Высплюсь, — утешилась Лиза, когда усталая кассирша в амбразуре окошка вместо купе предложила СВ. — В конце-концов, за билет заплатит отдел культуры.
Командировка в Крым в бархатный сезон была щедрым подарком судьбы! А она Лизавету давно не баловала. Все работа да работа и никакой личной жизни. В вагоне для избранных пахло тошнотворной химией.
— Тараканов травили, — с детской непосредственностью пояснила проводница.
— Я слышала, у вас тут и крысы бегают, — ворчливо пошутила Лиза.
— Да вы что! — воскликнула проводница, округлив и без того круглые, неаккуратно подведенные глаза. — Брешут! У нас только мышки.
— И куда нам в Европу, — вздохнула Лизавета, смахивая с выключателя одуревшего прусака. А подними сейчас скандал, ей невозмутимо скажут, — «не нравится, можете не ехать!»
А как не ехать, когда в Ялте смотр — конкурс юных дарований, и ее включили в жюри? Она вытащила тапочки, переоделась в спортивный костюм и, уютно поджав ноги, улеглась на полку. До отправленья поезда оставалось пять минут, «хоть бы никто не появился» — мизантропически подумала Лиза. Но дверь дернулась, и в купе вошел мужчина. Он был красив, причем той самой — редкой, мужественной и одновременно благородной красотой, которую Лиза любила. К тому же явно не дурак, судя по взгляду и выражению лица.

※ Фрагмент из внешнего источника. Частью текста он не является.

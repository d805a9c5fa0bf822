use std::time::Duration;

use async_trait::async_trait;
use serde_json::{json, Value};
use user_gateway::framework::{FilterPredicate, RequestContext, ResourceError};
use user_gateway::store::mock::{MockStore, ReceivedCall};
use user_gateway::store::{
    Document, DocumentStore, FieldWrite, QueryResult, StoreActor, StoreClient, StoreError,
    StoreFilter,
};
use user_gateway::user::{self, User, UserService, UserUpdate};

fn doc(value: Value) -> Document {
    value.as_object().cloned().expect("document must be an object")
}

/// Real service over a running in-process store.
fn users() -> (UserService<StoreClient>, StoreClient) {
    let (actor, store) = StoreActor::new(16);
    tokio::spawn(actor.run());
    (user::new(store.clone()), store)
}

fn ctx() -> RequestContext {
    RequestContext::background()
}

#[tokio::test]
async fn test_create_then_read_stamps_timestamps() {
    let (users, _store) = users();

    users.create(&ctx(), User::new("u1", "Ann")).await.unwrap();
    let read = users.read(&ctx(), "u1").await.unwrap();

    assert_eq!(read.id, "u1");
    assert_eq!(read.name, "Ann");
    assert!(read.created.is_some());
    assert_eq!(read.created, read.updated);
}

#[tokio::test]
async fn test_create_duplicate_is_already_exists() {
    let (users, _store) = users();

    users.create(&ctx(), User::new("u1", "Ann")).await.unwrap();
    let err = users.create(&ctx(), User::new("u1", "Other")).await.unwrap_err();

    assert_eq!(
        err,
        ResourceError::AlreadyExists {
            resource: "user",
            id: "u1".into()
        }
    );
    assert_eq!(users.read(&ctx(), "u1").await.unwrap().name, "Ann");
}

#[tokio::test]
async fn test_read_missing_is_not_found() {
    let (users, _store) = users();

    let err = users.read(&ctx(), "nobody").await.unwrap_err();
    assert_eq!(err.status_code(), 404);
}

#[tokio::test]
async fn test_update_name_refreshes_updated_only() {
    let (users, _store) = users();

    users.create(&ctx(), User::new("u1", "Ann")).await.unwrap();
    let before = users.read(&ctx(), "u1").await.unwrap();

    tokio::time::sleep(Duration::from_millis(5)).await;
    let update = UserUpdate {
        id: "u1".into(),
        name: Some("Annie".into()),
    };
    users.update(&ctx(), update).await.unwrap();

    let after = users.read(&ctx(), "u1").await.unwrap();
    assert_eq!(after.id, "u1");
    assert_eq!(after.name, "Annie");
    assert_eq!(after.created, before.created);
    assert!(after.updated > before.updated);
}

#[tokio::test]
async fn test_update_can_clear_name() {
    let (users, _store) = users();

    users.create(&ctx(), User::new("u1", "Ann")).await.unwrap();
    let update = UserUpdate {
        id: "u1".into(),
        name: Some(String::new()),
    };
    users.update(&ctx(), update).await.unwrap();

    assert_eq!(users.read(&ctx(), "u1").await.unwrap().name, "");
}

#[tokio::test]
async fn test_update_without_fields_is_a_noop() {
    let mock = MockStore::new();
    mock.expect_get("u1").return_ok(doc(json!({
        "id": "u1", "name": "Ann", "created": 1_000, "updated": 1_000
    })));
    let users = user::new(mock.clone());

    let update = UserUpdate {
        id: "u1".into(),
        name: None,
    };
    users.update(&ctx(), update).await.unwrap();

    // Only the existence check reached the store.
    mock.verify();
    assert_eq!(mock.received(), vec![ReceivedCall::Get { key: "u1".into() }]);
}

#[tokio::test]
async fn test_update_writes_present_fields_and_updated_in_one_call() {
    let mock = MockStore::new();
    mock.expect_get("u1").return_ok(doc(json!({
        "id": "u1", "name": "Ann", "created": 1_000, "updated": 1_000
    })));
    mock.expect_update_fields("u1").return_ok(());
    let users = user::new(mock.clone());

    let update = UserUpdate {
        id: "u1".into(),
        name: Some("Annie".into()),
    };
    users.update(&ctx(), update).await.unwrap();
    mock.verify();

    let writes = mock
        .received()
        .into_iter()
        .find_map(|call| match call {
            ReceivedCall::UpdateFields { writes, .. } => Some(writes),
            _ => None,
        })
        .expect("update_fields was called");
    let paths: Vec<&str> = writes.iter().map(|w| w.path.as_str()).collect();
    assert_eq!(paths, vec!["name", "updated"]);
    assert_eq!(writes[0], FieldWrite::new("name", "Annie"));
    assert!(writes[1].value.is_i64());
}

#[tokio::test]
async fn test_invalid_update_never_reaches_store() {
    let mock = MockStore::new();
    let users = user::new(mock.clone());

    let update = UserUpdate {
        id: "u1".into(),
        name: Some("a".repeat(101)),
    };
    let err = users.update(&ctx(), update).await.unwrap_err();

    assert!(matches!(err, ResourceError::InvalidUpdate { .. }));
    assert_eq!(err.to_string(), "invalid user update: (name: max 100 chars)");
    assert!(mock.received().is_empty());
}

#[tokio::test]
async fn test_delete() {
    let (users, _store) = users();

    let err = users.delete(&ctx(), "ghost").await.unwrap_err();
    assert_eq!(
        err,
        ResourceError::NotFound {
            resource: "user",
            id: "ghost".into()
        }
    );

    users.create(&ctx(), User::new("u1", "Ann")).await.unwrap();
    users.delete(&ctx(), "u1").await.unwrap();
    assert_eq!(users.read(&ctx(), "u1").await.unwrap_err().status_code(), 404);
}

#[tokio::test]
async fn test_corrupt_record_is_hidden_but_repairable() {
    let (users, store) = users();
    store
        .create_if_absent(
            "user",
            "bad",
            doc(json!({ "id": "bad", "name": "x".repeat(150), "created": 1_000, "updated": 1_000 })),
        )
        .await
        .unwrap();

    let err = users.read(&ctx(), "bad").await.unwrap_err();
    assert_eq!(
        err,
        ResourceError::Corrupt {
            resource: "user",
            id: "bad".into()
        }
    );
    assert_eq!(err.status_code(), 400);

    // Search drops it instead of failing.
    users.create(&ctx(), User::new("good", "Ann")).await.unwrap();
    let all = users.search(&ctx(), vec![]).await.unwrap();
    assert_eq!(all.len(), 1);
    assert_eq!(all[0].id, "good");

    // Update counts a corrupt record as existing and can repair it.
    let repair = UserUpdate {
        id: "bad".into(),
        name: Some("Fixed".into()),
    };
    users.update(&ctx(), repair).await.unwrap();
    assert_eq!(users.read(&ctx(), "bad").await.unwrap().name, "Fixed");
}

#[tokio::test]
async fn test_delete_corrupt_record_is_allowed() {
    let (users, store) = users();
    // Missing timestamps: does not even decode.
    store
        .create_if_absent("user", "broken", doc(json!({ "id": "broken", "name": "?" })))
        .await
        .unwrap();

    assert_eq!(users.read(&ctx(), "broken").await.unwrap_err().status_code(), 400);
    assert!(users.search(&ctx(), vec![]).await.unwrap().is_empty());

    users.delete(&ctx(), "broken").await.unwrap();
    assert_eq!(users.read(&ctx(), "broken").await.unwrap_err().status_code(), 404);
}

#[tokio::test]
async fn test_search_by_name() {
    let (users, _store) = users();
    for (id, name) in [("a", "Alice"), ("b", "Bob"), ("c", "Alice")] {
        users.create(&ctx(), User::new(id, name)).await.unwrap();
    }

    let alices = users
        .search(&ctx(), vec![FilterPredicate::new("name", "EQ", "Alice")])
        .await
        .unwrap();
    let ids: Vec<&str> = alices.iter().map(|u| u.id.as_str()).collect();
    assert_eq!(ids, vec!["a", "c"]);
    assert!(alices.iter().all(|u| u.name == "Alice"));

    let none = users
        .search(&ctx(), vec![FilterPredicate::new("NAME", "eq", "Zed")])
        .await
        .unwrap();
    assert!(none.is_empty());
}

#[tokio::test]
async fn test_search_by_created() {
    let (users, _store) = users();
    users.create(&ctx(), User::new("a", "Alice")).await.unwrap();

    let recent = users
        .search(&ctx(), vec![FilterPredicate::new("created", "GE", "2000-01-01_00:00")])
        .await
        .unwrap();
    assert_eq!(recent.len(), 1);

    let ancient = users
        .search(&ctx(), vec![FilterPredicate::new("created", "LT", "2000-01-01_00:00")])
        .await
        .unwrap();
    assert!(ancient.is_empty());
}

#[tokio::test]
async fn test_invalid_predicate_fails_before_store_call() {
    let mock = MockStore::new();
    let users = user::new(mock.clone());

    let err = users
        .search(
            &ctx(),
            vec![
                FilterPredicate::new("name", "EQ", "Alice"),
                FilterPredicate::new("bogus", "EQ", "x"),
            ],
        )
        .await
        .unwrap_err();

    assert_eq!(err.status_code(), 400);
    assert_eq!(err.to_string(), "invalid query: (key[bogus]: invalid)");
    assert!(mock.received().is_empty());

    let err = users
        .search(&ctx(), vec![FilterPredicate::new("created", "GT", "yesterday")])
        .await
        .unwrap_err();
    assert!(matches!(err, ResourceError::InvalidQuery(_)));
    assert!(mock.received().is_empty());
}

#[tokio::test]
async fn test_search_translates_predicates_for_the_store() {
    let mock = MockStore::new();
    mock.expect_query().return_ok(QueryResult {
        documents: vec![doc(json!({ "id": "a", "name": "Alice", "created": 1_000, "updated": 1_000 }))],
        skipped: vec!["mangled".into()],
    });
    let users = user::new(mock.clone());

    let found = users
        .search(
            &ctx(),
            vec![
                FilterPredicate::new("Name", "ne", "Bob"),
                FilterPredicate::new("created", "LE", "1970-01-01_00:01"),
            ],
        )
        .await
        .unwrap();

    // Skipped records are logged, not fatal.
    assert_eq!(found.len(), 1);
    mock.verify();

    let expected = vec![
        StoreFilter {
            path: "name".into(),
            operator: "≠",
            value: json!("Bob"),
        },
        StoreFilter {
            path: "created".into(),
            operator: "≤",
            value: json!(60_000),
        },
    ];
    assert_eq!(mock.received(), vec![ReceivedCall::Query { filters: expected }]);
}

#[tokio::test]
async fn test_store_failures_are_backend_faults() {
    let mock = MockStore::new();
    mock.expect_get("u1")
        .return_err(StoreError::Failure("disk on fire".into()));
    mock.expect_query().return_err(StoreError::Unavailable);
    let users = user::new(mock.clone());

    let err = users.read(&ctx(), "u1").await.unwrap_err();
    assert_eq!(err, ResourceError::Store("store failure: disk on fire".into()));
    assert_eq!(err.status_code(), 500);

    let err = users.search(&ctx(), vec![]).await.unwrap_err();
    assert_eq!(err.status_code(), 500);
    mock.verify();
}

/// A store whose every call hangs.
struct StalledStore;

#[async_trait]
impl DocumentStore for StalledStore {
    async fn create_if_absent(&self, _: &str, _: &str, _: Document) -> Result<(), StoreError> {
        std::future::pending().await
    }

    async fn get(&self, _: &str, _: &str) -> Result<Document, StoreError> {
        std::future::pending().await
    }

    async fn update_fields(&self, _: &str, _: &str, _: Vec<FieldWrite>) -> Result<(), StoreError> {
        std::future::pending().await
    }

    async fn delete(&self, _: &str, _: &str) -> Result<(), StoreError> {
        std::future::pending().await
    }

    async fn query(&self, _: &str, _: Vec<StoreFilter>) -> Result<QueryResult, StoreError> {
        std::future::pending().await
    }
}

#[tokio::test(start_paused = true)]
async fn test_deadline_cancels_store_calls() {
    let users = user::new(StalledStore);
    let ctx = RequestContext::with_timeout(Duration::from_millis(100));

    let err = users.create(&ctx, User::new("u1", "Ann")).await.unwrap_err();
    assert!(matches!(err, ResourceError::Cancelled(_)));
    assert_eq!(err.status_code(), 504);

    let err = users.read(&ctx, "u1").await.unwrap_err();
    assert!(matches!(err, ResourceError::Cancelled(_)));
}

И с таким превосходным экземпляром ей предстоит провести в интимном уединении целых десять часов?! Надо сказать, что при всех своих данных — миловидности, образованности, чувстве юмора, интеллигентной работе — Лиза имела один серьезный недостаток. Она давно и окончательно похоронила в себе женщину. А чтобы не возвращаться к этому больному вопросу, решительно сожгла все мосты: подстригла волосы короткой аккуратной щеточкой, о маникюре не вспоминала, обрезая ногти, как в детстве, под корешок, брови не выщипывала (зачем, если их вольная кустистость была незаметна ввиду абсолютной бесцветности) и носила исключительно балахоны. Эту подчеркнутую бесполость на работе понимали правильно и даже уважали — а что еще делать не слишком молодой женщине, у которой муж хронический импотент? Завлекать чужих мужиков глубоким вырезом, нарощенными ногтями и силиконовыми губами, как главбухша Семенова, так и норовящая откусить от чужого яблочка? И только сейчас, в волнующей близости от незнакомца, чья ухоженность и холеность просто била в нос и глаза, Лиза вдруг ощутила, что ее пролетарский аскетизм — не достоинство, а убогость.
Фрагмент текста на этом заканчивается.